The RO.sub.2 sensor 20b is provided to diagnose a deterioration of
a catalyst based on a comparison result of an output of the
FO.sub.2 sensor 20a with that of the RO.sub.2 sensor 20b.
A crank rotor 21 is journaled at a crank shaft 1b supported to the
cylinder block 1a. A crank angle sensor 22 made of an
electromagnetic pickup is opposed to an outer periphery of the
crank rotor 21. Further, a cam angle sensor 24 made of the same as
above is opposed to a cam rotor 23 connected to a cam shaft 1c of
the cylinder head 2.
In the engine control system, an engine control unit (hereinafter
referred to as "an ECU") 31 to be described in detail later, is
provided to calculate an engine speed NE based on a signal from the
crank angle sensor 22 when the crank angle sensor 22 detects a
protrusion or a slit formed on an outer periphery of the crank
rotor 21 at each predetermined crank angle, and to set a fuel
injection quantity, an ignition timing, etc. Further, the ECU 31
judges a cylinder operating during a combustion stroke in
dependency on a signal from the cam angle sensor 24 when the cam
angle sensor 24 detects a protrusion or a slit formed on the outer
periphery of the cam rotor 23.
It is noted that the above-described crank angle sensor 22 and the
cam angle sensor 24 are not limited to the electromagnetic pickups.
For example, the crank angle sensor 22 and the cam angle sensor 24
may be optical sensors.
Referring to FIG. 3, showing an arrangement of an electronic
control system of the invention, numeral 31 designates an
electronic control unit (ECU) made, for example, of a microcomputer
or the like.

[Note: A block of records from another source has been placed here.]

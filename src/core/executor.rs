//! Executor: turns a raw command string into a sandboxed exec call, applying
//! the whitelist, working-directory, and timeout rules from SPEC_FULL.md
//! §4.4. Command lexing follows POSIX shell-quoting rules via `shlex`.

use std::sync::Arc;
use std::time::Duration;

use crate::core::driver::{retry_transient, ContainerDriver, ExecResult};
use crate::core::registry::{SessionHandle, SessionRegistry};
use crate::error::{CoreError, CoreResult};

pub struct ExecOutcome {
    pub exit_code: i64,
    pub stdout: Vec<u8>,
    pub stderr: Vec<u8>,
    pub duration_ms: u64,
    pub timed_out: bool,
    pub truncated: bool,
}

impl From<ExecResult> for ExecOutcome {
    fn from(r: ExecResult) -> Self {
        Self {
            exit_code: r.exit_code,
            stdout: r.stdout,
            stderr: r.stderr,
            duration_ms: r.duration_ms,
            timed_out: r.timed_out,
            truncated: r.truncated,
        }
    }
}

pub struct Executor {
    driver: Arc<dyn ContainerDriver>,
    registry: Arc<SessionRegistry>,
}

impl Executor {
    pub fn new(driver: Arc<dyn ContainerDriver>, registry: Arc<SessionRegistry>) -> Self {
        Self { driver, registry }
    }

    /// Runs `command` inside the session's container. `working_dir` must be
    /// rooted at `/workspace` or `/tmp`; anything else is rejected before any
    /// container interaction happens. A `timeout` of `None` falls back to the
    /// configured default.
    pub async fn execute(
        &self,
        handle: &SessionHandle,
        command: &str,
        working_dir: Option<&str>,
        timeout: Option<Duration>,
    ) -> CoreResult<ExecOutcome> {
        let argv = shlex::split(command)
            .ok_or_else(|| CoreError::CommandNotAllowed(format!("unparsable command: {command}")))?;

        let Some(program) = argv.first() else {
            return Err(CoreError::CommandNotAllowed("empty command".to_string()));
        };

        // An empty whitelist means nothing is allowed, not everything.
        let allowed = self.registry.config().allowed_commands.clone();
        if !allowed.contains(program) {
            return Err(CoreError::CommandNotAllowed(program.clone()));
        }

        let working_dir = working_dir.unwrap_or("/workspace");
        if !(working_dir == "/workspace"
            || working_dir.starts_with("/workspace/")
            || working_dir == "/tmp"
            || working_dir.starts_with("/tmp/"))
        {
            return Err(CoreError::PathInvalid(format!(
                "working directory '{working_dir}' is outside /workspace and /tmp"
            )));
        }

        let timeout = timeout.unwrap_or(self.registry.config().default_exec_timeout);

        let result = retry_transient(|| self.driver.exec(&handle.container_id, &argv, working_dir, timeout))
            .await
            .map_err(|e| CoreError::EngineUnavailable(e.to_string()))?;

        self.registry.touch(&handle.user_id, &handle.session_id).await?;

        Ok(result.into())
    }
}
use tracing::info;
use tracing_appender::non_blocking;
use tracing_subscriber::{fmt, layer::SubscriberExt, util::SubscriberInitExt, EnvFilter};

/// Initialize logging for the service: console always, plus a daily-rotating
/// file sink under `log_dir` when that directory is writable.
pub fn init_service_logging(log_dir: &str, service_name: &str) -> Result<(), anyhow::Error> {
    let env_filter = EnvFilter::try_from_default_env().unwrap_or_else(|_| EnvFilter::new("info"));

    let can_write_logs = std::fs::create_dir_all(log_dir)
        .and_then(|_| std::fs::File::create(format!("{log_dir}/.test_write")))
        .map(|_| std::fs::remove_file(format!("{log_dir}/.test_write")))
        .is_ok();

    if can_write_logs {
        use tracing_appender::rolling;

        let file_appender = rolling::daily(log_dir, format!("{service_name}.log"));
        let (non_blocking_file, guard_file) = non_blocking(file_appender);
        let (non_blocking_stdout, guard_stdout) = non_blocking(std::io::stdout());

        let file_layer = fmt::layer()
            .with_writer(non_blocking_file)
            .with_ansi(false)
            .with_target(true)
            .with_thread_ids(true)
            .with_line_number(true);

        let console_layer = fmt::layer()
            .with_writer(non_blocking_stdout)
            .with_ansi(true)
            .with_target(false)
            .with_thread_ids(false)
            .with_line_number(false);

        tracing_subscriber::registry()
            .with(env_filter)
            .with(file_layer)
            .with(console_layer)
            .init();

        std::mem::forget(guard_file);
        std::mem::forget(guard_stdout);

        info!("logging initialized - writing to {log_dir}/{service_name}.log");
    } else {
        let (non_blocking_stdout, guard_stdout) = non_blocking(std::io::stdout());

        let console_layer = fmt::layer()
            .with_writer(non_blocking_stdout)
            .with_ansi(true)
            .with_target(false)
            .with_thread_ids(false)
            .with_line_number(false);

        tracing_subscriber::registry()
            .with(env_filter)
            .with(console_layer)
            .init();

        std::mem::forget(guard_stdout);

        info!("logging initialized - console output only (could not create log directory)");
    }

    Ok(())
}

In the ECU 31, a CPU 32, a ROM 33, a RAM 34, a back-up
RAM 34, and an I/O interface 36 are connected to each other through
a bus line 37, and a constant-voltage regulator 38 supplies a
predetermined stabilized voltage to the respective sections.
The regulator 38 is connected directly and through a relay contact
of an ECU relay 39 to a battery 40. And, a relay coil of the ECU
relay 39 is connected to the battery 40 through an ignition switch
41.
The intake air sensor 8, the throttle sensor 9, the knock sensor
14, the coolant temperature sensor 16, the FO.sub.2 sensor 20a, the
RO.sub.2 sensor 20b the crank angle sensor 22, the can angle sensor
24 and a vehicle speed sensor 25 are connected to an input port of
the I/O interface 36, and the battery 40 is connected to the input
port of the I/O interface 36 to monitor a battery voltage.
On the other hand, the ignitor 26 is connected to an output port of
the I/O interface 36. Further, the ISCV 11, the injector 12 and an
electronic control system (hereinafter abbreviated to as "an ECS")
lamp 43 arranged on an instrument panel (not shown) are connected
to the output port of the I/O interface 36 through a driver 42.
A control program and fixed data such as various maps are stored in
the ROM 33. Data obtained after output signals of the
above-described sensors and switches are processed and data
calculated by the CPU 32 are stored in the RAM 34. An air-fuel
ratio learning map and data indicating a trouble are stored in the
back-up RAM 35, and the data are held even when the ignition switch
41 is turned OFF.
The trouble data can be read out externally by connecting a serial
monitor 44 to the ECU 31 through a connector 45. The serial monitor
44 was described in detail in Japanese Patent Application Laid-Open
2-73131 filed by the same assignee as that of the present
invention, and hence a detailed description thereof will be
omitted.
The CPU 32 calculates an engine speed NE based upon a crank angle
signal from the crank angle sensor 22, obtains a basic fuel
injection quantity TP based upon the engine speed NE and an intake
air quantity QA from the intake air sensor 8, calculates a fuel
injection quantity, an ignition timing, etc., and executes an
air-fuel ratio feedback control, and an ignition timing control or
the like.
In the air-fuel ratio feedback control, an air-fuel ratio feedback
correction coefficient .alpha. is set as an air-fuel feedback
correction amount based on an output of the FO.sub.2 sensor 20a.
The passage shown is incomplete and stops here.